Looking Back | Teen Ink

Looking Back

June 12, 2011
By Bryan1234 BRONZE, Hillsdale, New Jersey
Bryan1234 BRONZE, Hillsdale, New Jersey
1 article 0 photos 0 comments

While packing away my belongings, I came across a photograph that had been shoved under piles and piles of memories. As I had dug through my mess, it was like I was turning back the clock. Tick. Tock. Tick. Tock. All relating to that occurrence in my life. There were crayon pictures colored far outside the black coloring book’s lines, piled under middle school A+ essays, which were stacked beneath my first high school report card, underneath the endless college application essays I had spent hours editing to perfection, and finally, under my prized acceptance letter. New York University had been a dream of mine, and for Pre-Med, no less. Some people would call a cancer survivor becoming a doctor irony. I call it destiny. As a child, I had resented the doctors who told me I was sick. Aside from some bruising, I had felt fine. For a six-year-old, the prospect of death is inconceivable, and I had blamed the doctors for ruining my life. It did not take long for me to figure out that they were saving me. That is why I want to be a doctor. I want to save people who don’t realize that they need saving, because they need it the most.

The picture.

It was the picture I found that reminded me of what I was leaving behind, the good and the bad. In it, I was sitting on a hospital bed far too big for my tiny, eight-year-old body. To my right were my mother and grandparents, all smiling. My mother looked like she had been crying, but for joy. This was a rare occasion in my childhood. Sammi was standing with my father, behind me to the left. I could tell that she too was happier than she had been for a long time prior. One of the few splashes of color in the picture were the pink, yellow, and red balloons tied to the bedpost. This was the day I was pronounced “In Remission.”

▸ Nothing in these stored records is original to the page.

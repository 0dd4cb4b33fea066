pub mod error;
pub mod models;

pub use error::{Error, NotFound};
pub type Result<T> = std::result::Result<T, Error>;
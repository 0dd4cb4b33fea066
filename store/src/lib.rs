mod config;
mod error;
mod ingest;
mod orderbook;
mod pairs;
mod stats;

pub use config::{ConfigStore, MemoryConfigStore};
pub use error::StoreError;
pub use ingest::{Ingested, Ingestor};
pub use orderbook::OrderbookRegistry;
pub use pairs::{PairDiff, PairSet, PairSetManager, PAIRS_STALE_AFTER_DAYS};
pub use stats::{StatItem, TickerStats};
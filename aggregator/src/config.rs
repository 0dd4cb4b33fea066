use common::{Error, Result};
use std::collections::HashMap;
use std::time::Duration;

const DEFAULT_EXCHANGES: &str = "binance,coinbase";

/// Runtime settings for the aggregator
#[derive(Debug, Clone, PartialEq)]
pub struct AggregatorConfig {
    /// Exchanges to poll, lowercase
    pub exchanges: Vec<String>,
    /// How often enabled orderbooks are refetched
    pub orderbook_interval: Duration,
    /// How often tickers are refetched
    pub ticker_interval: Duration,
    /// How often the available pair list is resynced
    pub pairs_interval: Duration,
    /// Per-request HTTP timeout
    pub http_timeout: Duration,
    /// Operator-chosen enabled pairs per exchange, config-formatted and comma-joined
    pub enabled_pairs: HashMap<String, String>,
}

impl AggregatorConfig {
    /// Create a new aggregator configuration from environment variables
    pub fn from_env() -> Result<Self> {
        Self::from_lookup(|key| std::env::var(key).ok())
    }

    fn from_lookup<F>(lookup: F) -> Result<Self>
    where
        F: Fn(&str) -> Option<String>,
    {
        let exchanges: Vec<String> = lookup("AGGREGATOR_EXCHANGES")
            .unwrap_or_else(|| DEFAULT_EXCHANGES.to_string())
            .split(',')
            .map(|name| name.trim().to_lowercase())
            .filter(|name| !name.is_empty())
            .collect();
        if exchanges.is_empty() {
            return Err(Error::ConfigError(
                "AGGREGATOR_EXCHANGES names no exchanges".to_string(),
            ));
        }

        let seconds = |key: &str, default: u64| -> Result<Duration> {
            match lookup(key) {
                None => Ok(Duration::from_secs(default)),
                Some(raw) => match raw.trim().parse::<u64>() {
                    Ok(0) | Err(_) => Err(Error::ConfigError(format!(
                        "{} must be a positive number of seconds, got '{}'",
                        key, raw
                    ))),
                    Ok(secs) => Ok(Duration::from_secs(secs)),
                },
            }
        };

        let enabled_pairs = exchanges
            .iter()
            .filter_map(|name| {
                let key = format!("{}_ENABLED_PAIRS", name.to_uppercase());
                lookup(&key).map(|pairs| (name.clone(), pairs))
            })
            .collect();

        Ok(Self {
            orderbook_interval: seconds("ORDERBOOK_POLL_SECS", 10)?,
            ticker_interval: seconds("TICKER_POLL_SECS", 30)?,
            pairs_interval: seconds("PAIRS_SYNC_SECS", 3600)?,
            http_timeout: seconds("HTTP_TIMEOUT_SECS", 15)?,
            exchanges,
            enabled_pairs,
        })
    }
}

#[cfg(test)]
mod tests {
    use super::*;
    use rstest::rstest;

    fn lookup(vars: &[(&str, &str)]) -> impl Fn(&str) -> Option<String> {
        let vars: HashMap<String, String> = vars
            .iter()
            .map(|(k, v)| (k.to_string(), v.to_string()))
            .collect();
        move |key| vars.get(key).cloned()
    }

    #[test]
    fn defaults_without_environment() {
        let config = AggregatorConfig::from_lookup(lookup(&[])).unwrap();
        assert_eq!(config.exchanges, vec!["binance", "coinbase"]);
        assert_eq!(config.orderbook_interval, Duration::from_secs(10));
        assert_eq!(config.ticker_interval, Duration::from_secs(30));
        assert_eq!(config.pairs_interval, Duration::from_secs(3600));
        assert_eq!(config.http_timeout, Duration::from_secs(15));
        assert!(config.enabled_pairs.is_empty());
    }

    #[test]
    fn reads_exchanges_and_their_pairs() {
        let config = AggregatorConfig::from_lookup(lookup(&[
            ("AGGREGATOR_EXCHANGES", " Coinbase , ,"),
            ("COINBASE_ENABLED_PAIRS", "BTC-USD,LTC-USD"),
            ("BINANCE_ENABLED_PAIRS", "BTC-USDT"),
            ("ORDERBOOK_POLL_SECS", "3"),
        ]))
        .unwrap();

        assert_eq!(config.exchanges, vec!["coinbase"]);
        assert_eq!(config.orderbook_interval, Duration::from_secs(3));
        assert_eq!(
            config.enabled_pairs.get("coinbase").map(String::as_str),
            Some("BTC-USD,LTC-USD")
        );
        assert!(!config.enabled_pairs.contains_key("binance"));
    }

    #[rstest]
    #[case("AGGREGATOR_EXCHANGES", " , ")]
    #[case("TICKER_POLL_SECS", "0")]
    #[case("PAIRS_SYNC_SECS", "hourly")]
    #[case("HTTP_TIMEOUT_SECS", "-1")]
    fn rejects_bad_values(#[case] key: &str, #[case] value: &str) {
        let err = AggregatorConfig::from_lookup(lookup(&[(key, value)])).unwrap_err();
        assert!(matches!(err, Error::ConfigError(_)), "got {err:?}");
    }
}
mod asset;
mod currency;
mod exchange;
mod format;
mod orderbook;
mod update;

pub use asset::AssetClass;
pub use currency::{Currency, CurrencyPair};
pub use exchange::{ExchangeConfig, ExchangeDefaults, PairStrings};
pub use format::PairFormat;
pub use orderbook::{calculate_totals, Item, OrderbookSnapshot};
pub use update::{DepthUpdate, MarketUpdate, SymbolList, TickerUpdate};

Among all the hazy memories of chemo and surgery that filled my childhood, the memory of my cure remained in perfect clarity. It also saddened me, because these people who helped me through my darkest days would soon be so far from me. And these darkest days became the days that I never wanted to go back, back to that time of misery and sorrow that was put upon my family and myself.

Throughout my treat ment, Sammi had always resented me, and I resented my illness for it. In all honesty, life was not fair to either of us. While I lost my childhood, she lost hers as well. The time and money that my parents had invested in me could never be matched for her, and everyone knew it. But, this was something that we never said aloud, as it could never be fixed. One would expect that this situation would drive me apart from my sister, and it did -at the time. However, after I was cured, we became closer than we could have ever been otherwise. The time she spent with me as a child, the time she had wished she did not have to spend, our symbiotic relationship made us depend on each other in ways other sisters did not, and we would have that connection for the rest of our lives.

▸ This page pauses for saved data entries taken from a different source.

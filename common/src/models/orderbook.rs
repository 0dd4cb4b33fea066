use crate::models::{AssetClass, CurrencyPair};
use chrono::{DateTime, Utc};
use serde::{Deserialize, Serialize};

/// One price level
#[derive(Debug, Clone, Copy, Default, PartialEq, Serialize, Deserialize)]
pub struct Item {
    pub price: f64,
    pub amount: f64,
}

impl Item {
    pub fn new(price: f64, amount: f64) -> Self {
        Self { price, amount }
    }
}

/// Sums one side of a book: (total amount, total price * amount).
pub fn calculate_totals(items: &[Item]) -> (f64, f64) {
    items.iter().fold((0.0, 0.0), |(amount, notional), item| {
        (amount + item.amount, notional + item.price * item.amount)
    })
}

/// Full bid/ask depth for one (exchange, pair, asset class) at a point in
/// time. Snapshots are never patched; a newer fetch produces a new snapshot.
#[derive(Debug, Clone, Serialize, Deserialize)]
pub struct OrderbookSnapshot {
    pub exchange: String,
    pub pair: CurrencyPair,
    pub asset: AssetClass,
    /// Highest price first
    pub bids: Vec<Item>,
    /// Lowest price first
    pub asks: Vec<Item>,
    pub last_updated: DateTime<Utc>,
}

impl OrderbookSnapshot {
    pub fn new(
        exchange: &str,
        pair: CurrencyPair,
        asset: AssetClass,
        bids: Vec<Item>,
        asks: Vec<Item>,
    ) -> Self {
        Self {
            exchange: exchange.to_string(),
            pair,
            asset,
            bids,
            asks,
            last_updated: Utc::now(),
        }
    }

    pub fn total_bids(&self) -> (f64, f64) {
        calculate_totals(&self.bids)
    }

    pub fn total_asks(&self) -> (f64, f64) {
        calculate_totals(&self.asks)
    }

    pub fn best_bid(&self) -> Option<Item> {
        self.bids.first().copied()
    }

    pub fn best_ask(&self) -> Option<Item> {
        self.asks.first().copied()
    }
}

I also remembered my parents, the doctors, and nurses that were with me throughout everything. I would miss my parents terribly once I went to college. I already missed Sammi; she went to Harvard 3 years ago to study law. With her determination, albeit often referred to as stubbornness, she would be an amazing lawyer. I was so glad when she was accepted. Finally, she could be proud of something entirely on her own, not under the shadow of cancer that made any news, happy or sad, seem insignificant.

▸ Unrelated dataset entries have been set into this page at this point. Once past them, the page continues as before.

use crate::config::AggregatorConfig;
use common::{models::MarketUpdate, Result};
use connectors::ExchangeConnector;
use futures::future::join_all;
use std::collections::HashSet;
use std::sync::Arc;
use store::{ConfigStore, Ingested, Ingestor, OrderbookRegistry, PairSetManager, TickerStats};
use tokio::sync::watch;
use tokio::time::{interval, MissedTickBehavior};
use tracing::{debug, error, info, warn};

#[derive(Debug, Clone, Copy)]
enum Poll {
    Orderbook,
    Ticker,
}

impl Poll {
    fn as_str(&self) -> &'static str {
        match self {
            Poll::Orderbook => "orderbook",
            Poll::Ticker => "ticker",
        }
    }
}

/// Service feeding exchange data into the orderbook registry, pair sets
/// and ticker stats
pub struct AggregatorService {
    /// Latest depth per exchange, pair and asset class
    registry: Arc<OrderbookRegistry>,
    /// Enabled/available pairs per exchange
    pairs: Arc<PairSetManager>,
    /// Last price and volume per exchange
    stats: Arc<TickerStats>,
    ingestor: Ingestor,
}

impl AggregatorService {
    pub fn new(config_store: Arc<dyn ConfigStore>) -> Self {
        let registry = Arc::new(OrderbookRegistry::new());
        let pairs = Arc::new(PairSetManager::new(config_store));
        let stats = Arc::new(TickerStats::new());
        let ingestor = Ingestor::new(Arc::clone(&registry), Arc::clone(&pairs), Arc::clone(&stats));

        Self {
            registry,
            pairs,
            stats,
            ingestor,
        }
    }

    pub fn registry(&self) -> &OrderbookRegistry {
        &self.registry
    }

    pub fn pairs(&self) -> &PairSetManager {
        &self.pairs
    }

    pub fn stats(&self) -> &TickerStats {
        &self.stats
    }

    /// Registers the exchange's pair sets and pulls its first symbol list.
    /// A failed first sync is logged; the exchange still polls its
    /// configured pairs.
    pub async fn bootstrap(&self, connector: &dyn ExchangeConnector) -> Result<()> {
        let name = connector.name();
        self.pairs.register(name, &connector.defaults()).await?;

        if let Err(e) = self.sync_pairs(connector).await {
            warn!(exchange = name, error = %e, "Initial pair sync failed");
        }
        Ok(())
    }

    /// Fetches the listed symbols for every asset class and applies them to
    /// the available sets.
    pub async fn sync_pairs(&self, connector: &dyn ExchangeConnector) -> Result<()> {
        let name = connector.name();
        for asset in self.pairs.asset_classes(name).await? {
            let update = connector.fetch_symbols(asset).await?;
            if let Ingested::Pairs { diff, disabled } = self.ingestor.ingest(update).await? {
                info!(
                    exchange = name,
                    asset = %asset,
                    new = diff.new_pairs.len(),
                    removed = diff.removed_pairs.len(),
                    disabled = disabled.len(),
                    "Synced pairs"
                );
            }
        }
        Ok(())
    }

    /// Refetches depth for every enabled pair. Returns how many books were
    /// updated; pairs that fail are logged and skipped.
    pub async fn refresh_orderbooks(&self, connector: &dyn ExchangeConnector) -> Result<usize> {
        self.poll(connector, Poll::Orderbook).await
    }

    /// Refetches tickers for every enabled pair.
    pub async fn refresh_tickers(&self, connector: &dyn ExchangeConnector) -> Result<usize> {
        self.poll(connector, Poll::Ticker).await
    }

    async fn poll(&self, connector: &dyn ExchangeConnector, kind: Poll) -> Result<usize> {
        let name = connector.name();
        let format = self.pairs.request_format(name).await?;
        let mut updated = 0;

        for asset in self.pairs.asset_classes(name).await? {
            let pairs = self.pairs.enabled_pairs(name, asset).await?;
            let fetches = pairs.iter().map(|pair| {
                let symbol = format.format(pair);
                async move {
                    let result = match kind {
                        Poll::Orderbook => connector.fetch_orderbook(pair, &symbol, asset).await,
                        Poll::Ticker => connector.fetch_ticker(pair, &symbol, asset).await,
                    };
                    (pair, result)
                }
            });

            for (pair, result) in join_all(fetches).await {
                let outcome = match result {
                    Ok(update) => self.apply(update).await,
                    Err(e) => Err(e),
                };
                match outcome {
                    Ok(()) => updated += 1,
                    Err(e) => error!(
                        exchange = name,
                        pair = %pair,
                        asset = %asset,
                        error = %e,
                        "Failed to refresh {}",
                        kind.as_str()
                    ),
                }
            }
        }
        Ok(updated)
    }

    async fn apply(&self, update: MarketUpdate) -> Result<()> {
        self.ingestor.ingest(update).await.map(|_| ())
    }

    /// Logs bid/ask totals for every held book and the price range across
    /// exchanges for every ticked pair.
    pub fn log_depth_summary(&self) {
        for exchange in self.registry.exchanges() {
            let Ok(snapshots) = self.registry.get_by_exchange(&exchange) else {
                continue;
            };
            for snapshot in snapshots {
                let (bid_amount, bid_value) = snapshot.total_bids();
                let (ask_amount, ask_value) = snapshot.total_asks();
                info!(
                    exchange = %exchange,
                    pair = %snapshot.pair,
                    asset = %snapshot.asset,
                    bid_amount,
                    bid_value,
                    ask_amount,
                    ask_value,
                    "Orderbook depth"
                );
            }
        }

        let mut seen = HashSet::new();
        for item in self.stats.items() {
            if !seen.insert((item.pair.clone(), item.asset)) {
                continue;
            }
            let ranked = self
                .stats
                .sort_exchanges_by_price(&item.pair, item.asset, false);
            if let (Some(low), Some(high)) = (ranked.first(), ranked.last()) {
                info!(
                    pair = %item.pair,
                    asset = %item.asset,
                    exchanges = ranked.len(),
                    cheapest = %low.exchange,
                    low = low.price,
                    dearest = %high.exchange,
                    high = high.price,
                    "Ticker range"
                );
            }
        }
    }

    /// Bootstraps one exchange then polls it until shutdown is signalled.
    pub async fn run_exchange(
        self: Arc<Self>,
        connector: Arc<dyn ExchangeConnector>,
        config: Arc<AggregatorConfig>,
        mut shutdown: watch::Receiver<bool>,
    ) {
        let name = connector.name().to_string();
        if let Err(e) = self.bootstrap(connector.as_ref()).await {
            error!(exchange = %name, error = %e, "Failed to register exchange");
            return;
        }
        info!(exchange = %name, "Polling exchange");

        let mut pairs_tick = interval(config.pairs_interval);
        let mut orderbook_tick = interval(config.orderbook_interval);
        let mut ticker_tick = interval(config.ticker_interval);
        for tick in [&mut pairs_tick, &mut orderbook_tick, &mut ticker_tick] {
            tick.set_missed_tick_behavior(MissedTickBehavior::Delay);
        }
        // bootstrap already synced
        pairs_tick.tick().await;

        loop {
            tokio::select! {
                _ = pairs_tick.tick() => {
                    if let Err(e) = self.sync_pairs(connector.as_ref()).await {
                        warn!(exchange = %name, error = %e, "Pair sync failed");
                    }
                }
                _ = orderbook_tick.tick() => {
                    match self.refresh_orderbooks(connector.as_ref()).await {
                        Ok(updated) => debug!(exchange = %name, updated, "Refreshed orderbooks"),
                        Err(e) => warn!(exchange = %name, error = %e, "Orderbook refresh failed"),
                    }
                }
                _ = ticker_tick.tick() => {
                    match self.refresh_tickers(connector.as_ref()).await {
                        Ok(updated) => debug!(exchange = %name, updated, "Refreshed tickers"),
                        Err(e) => warn!(exchange = %name, error = %e, "Ticker refresh failed"),
                    }
                }
                _ = shutdown.changed() => {
                    info!(exchange = %name, "Stopping exchange loop");
                    break;
                }
            }
        }
    }
}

Out of everyone that was changed by my illness, though, I am sure I was the most. I entered leukemia as a scared, innocent child, but I left it behind as a strong veteran of loss. After cancer, nothing scared me the way it used to. I was stronger; that is definite. Yet, I was also softer. I saw all the children in the hospital who were not as lucky as I was. Watching friends die, one by one and day by day, is one of the hardest things anyone ever could do, even though I never knew anyone in the hospital for long. People had told me that my compassion is my best quality, and I acquired it through the pain I faced in the hospital.

I looked back to my stack of memories and noticed that there were very few pictures taken in the hospital. I imagine I was never very photogenic while in treatment, but I wished I had some more. I never wanted to forget the hospital. Though I despised every moment I spent there, I owed it more than my life. I owed it myself, because it is what made me who I am. My name is Michelle and I am a survivor of Leukemia.

The author's comments:
Never lose hope. Always fight back and never forget about the past.